MY STREET
There is a weapon which is so deadly, yet so simple. One that can be easily picked up and hidden until used, one that can be devastating when used against adversaries when deployed correctly, yet can be rendered useless with one single blow.
Banned from playing conkers
What am I going on about? Well, conkers of course. Otherwise known as Aesculus Hippocastanum, which is probably why schoolboys called them conkers. In my street, I was blessed with a multitude of conkers trees which bore every autumn. Literally hundreds of conkers fell to the ground in their bright green spiky shells, and when peeled produced a bright brown shiny nut with a cream eye, through which you drilled a hole and fed a string through it and fastened a knot, and you were ready for battle with other conker owners. The aim was to smash your opponent’s conker to smithereens with one well-aimed blow. I was quite good at this, until one day during combat at school with other schoolboys, my adversary stepped aside at the very last moment, and I broke a window in the rectory. I was banned from playing conkers again.

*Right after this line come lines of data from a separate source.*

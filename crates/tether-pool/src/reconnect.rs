//! Reconnect policy.
//!
//! The pool consults [`ReconnectPolicy::decide`] every time a connection
//! fails: a connect error, a peer close, or a broken stream. Local teardown
//! (last subscriber gone, [`shutdown`](crate::ConnectionPool::shutdown))
//! never reaches the policy.
//!
//! The count is of consecutive failures. Opening a socket does not clear it;
//! only a connection that proves healthy does, by delivering a frame or by
//! staying up for [`HEALTHY_UPTIME`]. A peer that accepts and immediately
//! drops the socket therefore still exhausts a bounded policy.
//!
//! ```text
//! Open ──failure n < max──▶ Reconnecting(n) ──delay──▶ Connecting ──▶ Open
//!   │
//!   └──failure n = max──▶ Reconnecting(max) ──▶ Closed(Exhausted)
//! ```

use std::time::Duration;

use tether_settings::PoolSettings;

/// Default fixed delay between attempts in milliseconds.
pub const DEFAULT_RECONNECT_DELAY_MS: u64 = 3000;
/// Default attempt cap for [`ReconnectPolicy::bounded`] callers that have no
/// configured value.
pub const DEFAULT_MAX_RECONNECT_ATTEMPTS: u32 = 10;
/// Uptime after which a connection counts as healthy even if it never
/// delivered a frame.
pub const HEALTHY_UPTIME: Duration = Duration::from_secs(30);

/// When and whether to retry a failed connection.
#[derive(Clone, Copy, Debug, PartialEq, Eq)]
pub enum ReconnectPolicy {
    /// Retry forever while at least one subscriber remains.
    Unbounded {
        /// Fixed delay before each attempt.
        delay: Duration,
    },
    /// Give up after `max_attempts` consecutive failures.
    Bounded {
        /// Fixed delay before each attempt.
        delay: Duration,
        /// Attempt cap.
        max_attempts: u32,
    },
}

impl Default for ReconnectPolicy {
    fn default() -> Self {
        Self::unbounded(Duration::from_millis(DEFAULT_RECONNECT_DELAY_MS))
    }
}

impl ReconnectPolicy {
    /// Retry forever with a fixed delay.
    pub fn unbounded(delay: Duration) -> Self {
        Self::Unbounded { delay }
    }

    /// Give up after `max_attempts` consecutive failures, with a fixed delay
    /// between attempts.
    pub fn bounded(delay: Duration, max_attempts: u32) -> Self {
        Self::Bounded {
            delay,
            max_attempts,
        }
    }

    /// Policy described by pool settings: bounded when an attempt cap is set.
    pub fn from_settings(settings: &PoolSettings) -> Self {
        let delay = Duration::from_millis(settings.reconnect_delay_ms);
        match settings.max_reconnect_attempts {
            Some(max) => Self::bounded(delay, max),
            None => Self::unbounded(delay),
        }
    }

    /// Delay before each attempt.
    pub fn delay(&self) -> Duration {
        match *self {
            Self::Unbounded { delay } | Self::Bounded { delay, .. } => delay,
        }
    }

    /// Attempt cap, if any.
    pub fn max_attempts(&self) -> Option<u32> {
        match *self {
            Self::Unbounded { .. } => None,
            Self::Bounded { max_attempts, .. } => Some(max_attempts),
        }
    }

    /// Record a failure and decide what happens next.
    ///
    /// Failure number `n` yields `Retry { attempt: n }` until `n` reaches the
    /// cap, which yields `Exhausted`. The count never passes the cap.
    pub fn decide(&self, state: &mut ReconnectState, has_subscribers: bool) -> ReconnectDecision {
        if !has_subscribers {
            return ReconnectDecision::Stop;
        }
        match self.max_attempts() {
            Some(max) => {
                if state.attempt < max {
                    state.attempt += 1;
                }
                if state.attempt >= max {
                    return ReconnectDecision::Exhausted {
                        attempts: state.attempt,
                    };
                }
            }
            None => state.attempt = state.attempt.saturating_add(1),
        }
        ReconnectDecision::Retry {
            attempt: state.attempt,
            delay: self.delay(),
        }
    }
}

/// Consecutive failures for one connection.
#[derive(Clone, Copy, Debug, Default, PartialEq, Eq)]
pub struct ReconnectState {
    attempt: u32,
}

impl ReconnectState {
    /// Failures since the connection last proved healthy.
    pub fn attempt(&self) -> u32 {
        self.attempt
    }

    /// Called once a connection proves healthy.
    pub fn reset(&mut self) {
        self.attempt = 0;
    }
}

/// Whether a connection that is ending, or still up, has proved healthy.
pub fn proved_healthy(received_frame: bool, uptime: Duration) -> bool {
    received_frame || uptime >= HEALTHY_UPTIME
}

/// Outcome of [`ReconnectPolicy::decide`].
#[derive(Clone, Copy, Debug, PartialEq, Eq)]
pub enum ReconnectDecision {
    /// Wait `delay`, then make attempt number `attempt`.
    Retry {
        /// 1-based attempt number.
        attempt: u32,
        /// Delay before the attempt.
        delay: Duration,
    },
    /// The cap is reached; the connection stays closed until resubscribed.
    Exhausted {
        /// Consecutive failures, equal to the cap.
        attempts: u32,
    },
    /// Nobody is listening any more.
    Stop,
}

// ─────────────────────────────────────────────────────────────────────────────
// Tests
// ─────────────────────────────────────────────────────────────────────────────

#[cfg(test)]
mod tests {
    use super::*;

    const DELAY: Duration = Duration::from_millis(3000);

    #[test]
    fn default_is_unbounded_3s() {
        let policy = ReconnectPolicy::default();
        assert_eq!(policy.delay(), DELAY);
        assert_eq!(policy.max_attempts(), None);
    }

    #[test]
    fn unbounded_keeps_retrying() {
        let policy = ReconnectPolicy::unbounded(DELAY);
        let mut state = ReconnectState::default();
        for expected in 1..=50 {
            assert_eq!(
                policy.decide(&mut state, true),
                ReconnectDecision::Retry {
                    attempt: expected,
                    delay: DELAY
                }
            );
        }
    }

    #[test]
    fn bounded_exhausts_on_the_capped_failure() {
        let policy = ReconnectPolicy::bounded(DELAY, 3);
        let mut state = ReconnectState::default();
        let attempts: Vec<_> = (0..2)
            .map(|_| match policy.decide(&mut state, true) {
                ReconnectDecision::Retry { attempt, .. } => attempt,
                other => panic!("unexpected {other:?}"),
            })
            .collect();
        assert_eq!(attempts, vec![1, 2]);
        assert_eq!(
            policy.decide(&mut state, true),
            ReconnectDecision::Exhausted { attempts: 3 }
        );
        // Stays exhausted.
        assert_eq!(
            policy.decide(&mut state, true),
            ReconnectDecision::Exhausted { attempts: 3 }
        );
        assert_eq!(state.attempt(), 3);
    }

    #[test]
    fn zero_cap_exhausts_on_first_failure() {
        let policy = ReconnectPolicy::bounded(DELAY, 0);
        let mut state = ReconnectState::default();
        assert_eq!(
            policy.decide(&mut state, true),
            ReconnectDecision::Exhausted { attempts: 0 }
        );
    }

    #[test]
    fn health_needs_a_frame_or_uptime() {
        assert!(!proved_healthy(false, Duration::ZERO));
        assert!(!proved_healthy(false, HEALTHY_UPTIME - Duration::from_millis(1)));
        assert!(proved_healthy(false, HEALTHY_UPTIME));
        assert!(proved_healthy(true, Duration::ZERO));
    }

    #[test]
    fn no_subscribers_stops() {
        let policy = ReconnectPolicy::unbounded(DELAY);
        let mut state = ReconnectState::default();
        assert_eq!(policy.decide(&mut state, false), ReconnectDecision::Stop);
        assert_eq!(state.attempt(), 0);
    }

    #[test]
    fn reset_restarts_count() {
        let policy = ReconnectPolicy::bounded(DELAY, 3);
        let mut state = ReconnectState::default();
        let _ = policy.decide(&mut state, true);
        let _ = policy.decide(&mut state, true);
        assert_eq!(state.attempt(), 2);

        state.reset();
        assert_eq!(
            policy.decide(&mut state, true),
            ReconnectDecision::Retry {
                attempt: 1,
                delay: DELAY
            }
        );
    }

    #[test]
    fn from_settings_picks_variant() {
        let mut settings = PoolSettings::default();
        assert_eq!(
            ReconnectPolicy::from_settings(&settings),
            ReconnectPolicy::unbounded(DELAY)
        );

        settings.max_reconnect_attempts = Some(DEFAULT_MAX_RECONNECT_ATTEMPTS);
        settings.reconnect_delay_ms = 50;
        assert_eq!(
            ReconnectPolicy::from_settings(&settings),
            ReconnectPolicy::bounded(Duration::from_millis(50), 10)
        );
    }
}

Stealing elastic from mom’s knickers
However, I had more than one string to my bow. I was quite good at making catapults as well. I could always find the correct Y shaped branch in my road which I could hone into a fine catapult, the propulsion for which was supplied by borrowing elastic from my mother’s knickers, which she only found out about during a rather embarrassing trip to town when someone very kindly mentioned that she had something dangling around her ankles.

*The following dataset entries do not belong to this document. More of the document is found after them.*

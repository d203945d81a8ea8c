//! Additive white Gaussian noise for synthetic test data.

use ndarray::{Array1, Array2};
use num_complex::Complex64;
use oscmap_core::{CoreError, CoreResult, InputError};
use rand::Rng;
use rand_distr::StandardNormal;

#[allow(clippy::cast_precision_loss)]
fn noise_power(signal_power: f64, len: usize, snr_db: f64) -> CoreResult<f64> {
    if len == 0 {
        return Err(InputError::Empty {
            what: "noise target signal",
        }
        .into());
    }
    if !snr_db.is_finite() {
        return Err(CoreError::precondition(format!(
            "SNR must be finite, got {snr_db}"
        )));
    }
    Ok(signal_power / len as f64 / 10f64.powf(snr_db / 10.0))
}

/// Adds real Gaussian noise so that mean signal power over noise power is
/// `snr_db` decibels.
///
/// # Errors
///
/// - [`InputError::Empty`] for an empty signal
/// - [`CoreError::Precondition`] if `snr_db` is not finite
pub fn awgn<R: Rng + ?Sized>(
    signal: &Array1<f64>,
    snr_db: f64,
    rng: &mut R,
) -> CoreResult<Array1<f64>> {
    let power = noise_power(signal.iter().map(|v| v * v).sum(), signal.len(), snr_db)?;
    let sigma = power.sqrt();
    Ok(signal.mapv(|v| v + sigma * rng.sample::<f64, _>(StandardNormal)))
}

/// Complex counterpart of [`awgn`]; noise power is split evenly between the
/// real and imaginary parts.
///
/// # Errors
///
/// See [`awgn`].
pub fn awgn_complex<R: Rng + ?Sized>(
    signal: &Array2<Complex64>,
    snr_db: f64,
    rng: &mut R,
) -> CoreResult<Array2<Complex64>> {
    let power = noise_power(signal.iter().map(Complex64::norm_sqr).sum(), signal.len(), snr_db)?;
    let sigma = (power / 2.0).sqrt();
    Ok(signal.mapv(|v| {
        let re: f64 = rng.sample(StandardNormal);
        let im: f64 = rng.sample(StandardNormal);
        v + Complex64::new(sigma * re, sigma * im)
    }))
}
//! Benchmarks for the oscillation-mapping signal chain
//!
//! Run with: cargo bench --package oscmap-signal

use criterion::{black_box, criterion_group, criterion_main, BenchmarkId, Criterion, Throughput};
use ndarray::{Array1, Array2};
use num_complex::Complex64;
use oscmap_core::{BinThresholds, SegmentationMethod};
use std::f64::consts::PI;
use std::time::Duration;

use oscmap_signal::{
    assign_bins, bandpass, decompose_with_ratio, detrend, find_high_low_indices,
    fit_sum_of_sines, wavelet_denoise,
};

/// RBC k0 trace: hyperpolarization decay with a cardiogenic ripple
fn k0_trace(len: usize) -> Array1<f64> {
    Array1::from_shape_fn(len, |i| {
        let t = i as f64;
        4.0 * (-t / 900.0).exp() + 0.05 * (2.0 * PI * t / 55.0).sin() + 0.01 * (t * 1.7).sin()
    })
}

fn bench_sine_fit(c: &mut Criterion) {
    let mut group = c.benchmark_group("Sine Fit");
    group.measurement_time(Duration::from_secs(10));
    group.sample_size(20);

    for &components in &[1usize, 3, 8] {
        let signal = Array1::from_shape_fn(512, |i| {
            let t = i as f64;
            (0.11 * t).sin() + 0.6 * (0.37 * t + 0.4).sin() + 0.3 * (0.8 * t + 1.1).sin()
        });
        group.bench_with_input(
            BenchmarkId::new("components", components),
            &signal,
            |b, s| b.iter(|| fit_sum_of_sines(black_box(s), components)),
        );
    }
    group.finish();
}

fn bench_conditioning(c: &mut Criterion) {
    let mut group = c.benchmark_group("Conditioning");

    for &len in &[500usize, 2000, 8000] {
        let trace = k0_trace(len);
        group.throughput(Throughput::Elements(len as u64));
        group.bench_with_input(BenchmarkId::new("bandpass", len), &trace, |b, t| {
            b.iter(|| bandpass(black_box(t), 0.5, 2.5, 1.0 / 0.015))
        });
        group.bench_with_input(BenchmarkId::new("wavelet_denoise", len), &trace, |b, t| {
            b.iter(|| wavelet_denoise(black_box(t), 3))
        });
        group.bench_with_input(BenchmarkId::new("detrend", len), &trace, |b, t| {
            b.iter(|| detrend(black_box(t)))
        });
    }
    group.finish();
}

fn bench_decomposition(c: &mut Criterion) {
    let mut group = c.benchmark_group("Dixon");

    for &(projections, samples) in &[(1000usize, 64usize), (4000, 128)] {
        let data = Array2::from_shape_fn((projections, samples), |(p, s)| {
            Complex64::from_polar((-(s as f64) / 30.0).exp(), 0.4 + 0.001 * p as f64)
        });
        group.throughput(Throughput::Elements((projections * samples) as u64));
        group.bench_with_input(
            BenchmarkId::new("decompose", format!("{projections}x{samples}")),
            &data,
            |b, d| b.iter(|| decompose_with_ratio(black_box(d), 0.45)),
        );
    }
    group.finish();
}

fn bench_segmentation_and_binning(c: &mut Criterion) {
    let mut group = c.benchmark_group("Segmentation");

    let trace = Array1::from_shape_fn(4000, |i| (2.0 * PI * i as f64 / 55.0).sin());
    for method in [SegmentationMethod::Peaks, SegmentationMethod::Threshold] {
        group.bench_with_input(
            BenchmarkId::new("find_high_low", format!("{method:?}")),
            &trace,
            |b, t| b.iter(|| find_high_low_indices(black_box(t), 55, 0.2, true, method)),
        );
    }

    let thresholds = BinThresholds::from_statistics(0.58, 0.19).unwrap();
    let image = Array2::from_shape_fn((128, 128), |(i, j)| ((i * 31 + j * 17) % 97) as f64 / 80.0);
    let mask = image.mapv(|v| v > 0.05);
    group.bench_function("assign_bins_128x128", |b| {
        b.iter(|| assign_bins(black_box(&image), &mask, &thresholds, 99.0))
    });
    group.finish();
}

criterion_group!(
    benches,
    bench_sine_fit,
    bench_conditioning,
    bench_decomposition,
    bench_segmentation_and_binning,
);

criterion_main!(benches);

Winter in my street was always a challenge. This one particular winter, we were completely snowed in, with a large snowdrift up against our house. I used to enjoy jumping out of my first floor bedroom window into the snowdrift, much to my mother’s annoyance. We really were totally snowed in.

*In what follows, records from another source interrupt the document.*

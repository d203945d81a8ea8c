//! Daubechies-4 wavelet soft-threshold denoising.
//!
//! Multi-level discrete wavelet transform with half-sample symmetric edge
//! extension. The noise level is estimated from the finest detail band with
//! the median absolute deviation, then every band (approximation included)
//! is soft-thresholded at that level before reconstruction.
//!
//! Each analysis level produces `floor((n + 7) / 2)` coefficients per band,
//! and each synthesis level produces `2 * len - 6` samples, so the output
//! may be one sample longer than the input.
//!
//! # References
//! - Donoho & Johnstone (1994), "Ideal spatial adaptation by wavelet shrinkage"
//! - Daubechies (1992), "Ten Lectures on Wavelets", Table 6.1

use ndarray::Array1;
use oscmap_core::utils::median;
use oscmap_core::{CoreError, CoreResult, InputError};
use tracing::debug;

/// Daubechies-4 decomposition lowpass filter.
pub const DB4_DEC_LO: [f64; 8] = [
    -0.010_597_401_784_997_278,
    0.032_883_011_666_982_945,
    0.030_841_381_835_986_965,
    -0.187_034_811_718_881_06,
    -0.027_983_769_416_983_85,
    0.630_880_767_929_590_4,
    0.714_846_570_552_541_6,
    0.230_377_813_308_855_14,
];

/// MAD to standard deviation for Gaussian noise.
const MAD_NORMALIZER: f64 = 0.6745;

const FILTER_LEN: usize = DB4_DEC_LO.len();

fn dec_hi() -> [f64; FILTER_LEN] {
    let mut hi = [0.0; FILTER_LEN];
    for (n, h) in hi.iter_mut().enumerate() {
        let sign = if n % 2 == 0 { -1.0 } else { 1.0 };
        *h = sign * DB4_DEC_LO[FILTER_LEN - 1 - n];
    }
    hi
}

/// Half-sample symmetric extension: `... x1 x0 | x0 x1 ... xn-1 | xn-1 xn-2 ...`.
#[allow(clippy::cast_possible_wrap, clippy::cast_sign_loss)]
fn symmetric(x: &[f64], m: isize) -> f64 {
    let n = x.len() as isize;
    let r = m.rem_euclid(2 * n);
    if r < n {
        x[r as usize]
    } else {
        x[(2 * n - 1 - r) as usize]
    }
}

/// One analysis level. Returns `(approximation, detail)`.
#[allow(clippy::cast_possible_wrap)]
pub fn dwt(x: &[f64]) -> (Vec<f64>, Vec<f64>) {
    let hi = dec_hi();
    let out_len = (x.len() + FILTER_LEN - 1) / 2;
    let mut approx = Vec::with_capacity(out_len);
    let mut detail = Vec::with_capacity(out_len);
    for o in 0..out_len {
        let (mut a, mut d) = (0.0, 0.0);
        for j in 0..FILTER_LEN {
            let v = symmetric(x, (2 * o + 1) as isize - j as isize);
            a += DB4_DEC_LO[j] * v;
            d += hi[j] * v;
        }
        approx.push(a);
        detail.push(d);
    }
    (approx, detail)
}

/// One synthesis level; `approx` and `detail` must have equal length.
pub fn idwt(approx: &[f64], detail: &[f64]) -> Vec<f64> {
    let hi = dec_hi();
    let m = approx.len().min(detail.len());
    let out_len = (2 * m).saturating_sub(FILTER_LEN - 2);
    (0..out_len)
        .map(|n| {
            // Coefficient o reaches sample n through filter tap 2o + 1 - n.
            let first = n / 2;
            let last = ((n + FILTER_LEN - 2) / 2).min(m - 1);
            (first..=last)
                .map(|o| {
                    let tap = 2 * o + 1 - n;
                    approx[o] * DB4_DEC_LO[tap] + detail[o] * hi[tap]
                })
                .sum()
        })
        .collect()
}

/// Multi-level decomposition `[cA_level, cD_level, ..., cD_1]`.
///
/// # Errors
///
/// - [`CoreError::Precondition`] if `level` is zero
/// - [`InputError::Empty`] if the signal is empty
pub fn wavedec(signal: &[f64], level: usize) -> CoreResult<Vec<Vec<f64>>> {
    if level == 0 {
        return Err(CoreError::precondition("wavelet level must be >= 1"));
    }
    if signal.is_empty() {
        return Err(InputError::Empty {
            what: "wavelet input",
        }
        .into());
    }
    let mut details = Vec::with_capacity(level);
    let mut approx = signal.to_vec();
    for _ in 0..level {
        let (a, d) = dwt(&approx);
        details.push(d);
        approx = a;
    }
    let mut coeffs = Vec::with_capacity(level + 1);
    coeffs.push(approx);
    coeffs.extend(details.into_iter().rev());
    Ok(coeffs)
}

/// Inverse of [`wavedec`].
///
/// # Errors
///
/// Returns [`InputError::ShapeMismatch`] if adjacent bands differ in length
/// by more than the single trailing sample synthesis can produce.
pub fn waverec(coeffs: &[Vec<f64>]) -> CoreResult<Vec<f64>> {
    let Some((first, details)) = coeffs.split_first() else {
        return Err(InputError::Empty {
            what: "wavelet coefficients",
        }
        .into());
    };
    let mut approx = first.clone();
    for detail in details {
        if approx.len() == detail.len() + 1 {
            approx.pop();
        }
        if approx.len() != detail.len() {
            return Err(InputError::ShapeMismatch {
                expected: vec![detail.len()],
                actual: vec![approx.len()],
            }
            .into());
        }
        approx = idwt(&approx, detail);
    }
    Ok(approx)
}

fn soft_threshold(v: f64, t: f64) -> f64 {
    v.signum() * (v.abs() - t).max(0.0)
}

/// Denoises `signal` with a `level`-deep db4 decomposition.
///
/// The output length may differ from the input by one sample.
///
/// # Errors
///
/// See [`wavedec`].
pub fn wavelet_denoise(signal: &Array1<f64>, level: usize) -> CoreResult<Array1<f64>> {
    let mut coeffs = wavedec(&signal.to_vec(), level)?;
    let finest: Vec<f64> = coeffs
        .last()
        .map(|d| d.iter().map(|v| v.abs()).collect())
        .unwrap_or_default();
    let sigma = median(&finest) / MAD_NORMALIZER;
    debug!(level, sigma, "wavelet noise estimate");

    for band in &mut coeffs {
        for v in band.iter_mut() {
            *v = soft_threshold(*v, sigma);
        }
    }
    Ok(Array1::from(waverec(&coeffs)?))
}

Our house was on top of a hill, and in those days, milk was delivered door to door by electric milk floats. The ice and snow this winter was so bad the milkman used to leave the milk float at the bottom of the hill and rely on the Honesty System for people to come down and take what they needed and leave tokens in the box supplied. This worked well. In those days. Today, the wheels would be stolen, the milk and orange juice stolen and the milk float would have been rolled and set on fire. Times change.
Wellies vs the snow
Because my mother couldn’t get her car out of the garage it fell to me to walk down the hill to the milk float and get what we needed. Sadly, the only shoes I had were Wellington boots, which were great for torrential rain and expeditions in swamps, but not good for walking on frozen pavements. It wasn’t so bad going downhill, slipping and sliding down my street and picking up what we needed, but going uphill was another thing altogether. There was no grip in the boots’ soles at all. Compacted snow from the many people walking down the pavement turned it into an ice rink. Eventually I found a way for going up hill, by actually walking crab-like up the icy pavement, and managed to make slow but sure progress. I finally got home, exhausted, and the first thing my mother said was: “Where is the orange juice?”
I looked out of the window, and saw it was starting to snow again, then I looked at my Wellington boots and thought: “Oh dear.”